Among the direct tax efforts, the middle class will contribute as there is no increase in the exemption limit or decrease in the slab rates despite the inflation overtime. To further broaden the tax rates, return filing will be must for those depositing more than Rs 1 crore in current account, spending above Rs 2 lakh on foreign travels, paying electricity bills of Rs 1 lakh and above and claiming capital gains tax for investment in house during the year. Those persons/enterprises drawing above Rs 1 crore cash in current account during a year will pay a tax of two per cent. The rich individuals, in income slabs of Rs 2 to 5 crores and above Rs 5 crores, have been levied additional tax of about three per cent and seven per cent through surcharge but the Corporate tax has been brought down to 25 per cent for 99.3 per cent of the companies (turnover upto Rs 400 crores) to compensate the rich.

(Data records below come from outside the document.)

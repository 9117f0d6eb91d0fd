//! `PgClient`: the Postgres implementation of `engine::PersistenceClient`.

use async_trait::async_trait;
use tracing::{debug, instrument};
use uuid::Uuid;

use engine::{
    ClientError, JobNode, PersistenceClient, WorkerReport, Workflow, WorkflowReport,
};

use crate::models::{into_workflow, JobRow};
use crate::repository::{jobs as job_repo, workflows as wf_repo};
use crate::{DbError, DbPool};

/// Channel names used for report notifications.
pub const WORKER_REPORT_CHANNEL: &str = "dagflow_worker_report";
pub const WORKFLOW_REPORT_CHANNEL: &str = "dagflow_workflow_report";

#[derive(Debug, Clone)]
pub struct PgClient {
    pool: DbPool,
}

impl PgClient {
    pub fn new(pool: DbPool) -> Self {
        Self { pool }
    }

    pub fn pool(&self) -> &DbPool {
        &self.pool
    }
}

fn workflow_error(id: Uuid) -> impl FnOnce(DbError) -> ClientError {
    move |err| match err {
        DbError::NotFound => ClientError::WorkflowNotFound(id),
        other => other.into(),
    }
}

fn job_error(workflow_id: Uuid, name: &str) -> impl FnOnce(DbError) -> ClientError + '_ {
    move |err| match err {
        DbError::NotFound => ClientError::JobNotFound {
            workflow_id,
            name: name.to_owned(),
        },
        other => other.into(),
    }
}

fn require_id(workflow: &Workflow) -> Result<Uuid, ClientError> {
    workflow
        .id()
        .ok_or_else(|| ClientError::Backend("workflow has no id".into()))
}

#[async_trait]
impl PersistenceClient for PgClient {
    #[instrument(skip(self))]
    async fn find_workflow(&self, id: Uuid) -> Result<Workflow, ClientError> {
        let row = wf_repo::get_workflow(&self.pool, id)
            .await
            .map_err(workflow_error(id))?;
        let jobs = job_repo::list_jobs(&self.pool, id).await?;
        Ok(into_workflow(row, jobs)?)
    }

    async fn next_free_id(&self) -> Result<Uuid, ClientError> {
        loop {
            let id = Uuid::new_v4();
            if !wf_repo::workflow_exists(&self.pool, id).await? {
                return Ok(id);
            }
        }
    }

    #[instrument(skip_all, fields(workflow = %workflow.name()))]
    async fn persist_workflow(&self, workflow: &Workflow) -> Result<(), ClientError> {
        let id = require_id(workflow)?;
        let mut tx = self.pool.begin().await.map_err(DbError::from)?;

        wf_repo::upsert_workflow(
            &mut *tx,
            id,
            workflow.name(),
            workflow.klass(),
            workflow.is_stopped(),
        )
        .await?;

        for (position, job) in workflow.jobs().iter().enumerate() {
            let position = i32::try_from(position)
                .map_err(|_| DbError::Corrupt(format!("too many jobs in workflow {id}")))?;
            job_repo::insert_job_if_absent(&mut *tx, &JobRow::from_node(id, position, job)).await?;
        }

        tx.commit().await.map_err(DbError::from)?;
        debug!(workflow_id = %id, jobs = workflow.total(), "workflow persisted");
        Ok(())
    }

    async fn persist_job(&self, workflow_id: Uuid, job: &JobNode) -> Result<(), ClientError> {
        let row = JobRow::from_node(workflow_id, 0, job);
        job_repo::update_job_state(&self.pool, &row)
            .await
            .map_err(job_error(workflow_id, &job.name))
    }

    async fn load_job(&self, workflow_id: Uuid, name: &str) -> Result<JobNode, ClientError> {
        let row = job_repo::get_job(&self.pool, workflow_id, name)
            .await
            .map_err(job_error(workflow_id, name))?;
        Ok(JobNode::try_from(row)?)
    }

    async fn enqueue_job(&self, workflow_id: Uuid, job: &JobNode) -> Result<bool, ClientError> {
        Ok(job_repo::claim_job(&self.pool, workflow_id, &job.name).await?)
    }

    async fn release_job(&self, workflow_id: Uuid, job: &JobNode) -> Result<bool, ClientError> {
        Ok(job_repo::release_job(&self.pool, workflow_id, &job.name).await?)
    }

    async fn start_workflow(&self, workflow: &Workflow) -> Result<(), ClientError> {
        let id = require_id(workflow)?;
        wf_repo::set_stopped(&self.pool, id, false)
            .await
            .map_err(workflow_error(id))
    }

    async fn worker_report(&self, report: WorkerReport) -> Result<(), ClientError> {
        let payload = serde_json::to_string(&report).map_err(DbError::from)?;
        Ok(job_repo::notify(&self.pool, WORKER_REPORT_CHANNEL, &payload).await?)
    }

    async fn workflow_report(&self, report: WorkflowReport) -> Result<(), ClientError> {
        let payload = serde_json::to_string(&report).map_err(DbError::from)?;
        Ok(job_repo::notify(&self.pool, WORKFLOW_REPORT_CHANNEL, &payload).await?)
    }
}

All these proposals are inadequate tax efforts to take the economy to US $ 5 trillion. The Budget attempts take a small pie from the rich (about Rs 1200 crores) despite the fact that India is ahead of all countries in income and wealth inequalities. According to a global report by the International Labour Organisation (ILO), in 2017, the top 10 per cent in India take 70 per cent of labour income as compared to 49 per cent at the global level. It results in a high level of wealth inequality too. In terms of wealth, inequality gets worse, says oxfam, with India’s top one per cent having 73 per cent of the country’s wealth, which was about 37 per cent in 2000. Thomas Picketty, during his visit to India in 2016, has warned that inequality may be one of its biggest challenges. Acting opposite to these suggestions, the GOI takes proud in documenting that the wealth tax was abolished in 2016-17; it was imposed in 1957 whereas it should have been taken as an opportunity to tax the rich instead of globalisation sovereign bonds and putting the economy at foreign exchange risk like the crisis of Asian countries in 1997. Besides, re-introduction of inheritance tax was in news before the Budget as its alternative estate duty was abolished in 1985 (imposed in 1953) by the then FM, V.P Singh. Both of these taxes may have taken a share of idle money with the rich for contributing toward capital formation. It is to be noted that both these taxes are more progressive than the surcharge on income which is earned whereas wealth is mostly inherited. Moreover increasing wealth inequality is the genesis of all social and political evils. It is aptly described by a Chanakya Niti-Shalok. “Yovnum (Muscle power), Dhansampati (wealth), Prabutavam (high posts) and A-vivekta (lack of knowledge);—- Ekai Ekam Api Anarathay, kimu yatara Chaturthyam” which means excess of any one of the above in any family takes that towards evils and if more than one of them are possessed by the family than there is no limit of socially undesirable activities its members may indulge in.

Indirect Tax Efforts 

The custom duties have been increased to protect domestic industries in cashew kernels, Chemicals, Plastics, Rubber, newsprint, books, ceramic tiles, marbles, metals and electronic goods. The custom duty on gold and silver increased from 10 per cent to 12.5 per cent. The excise duties are under the purview of the GST but it is proposed to increase basic excise duty on cigarettes and other tobacco products as well as special additional excise duty on petrol and diesel. To enhance the GST compliance, electronic invoice system will be introduced. Hence, the increases in custom duty and excise tax of the above and some other items mentioned in the Budget have strong rationale as the items identified are not for mass consumption. Whereas the customs duty for items used for electric vehicle and renewable energy are lowered to promote these alternative sources so as to reduce the import bill.

Dr Sangwan is a former Professor SBI Chair at the Centre for Research in Rural and Industrial Development (CRRID), Chandigarh. He is also the General Manager of NABARD in Rohtak.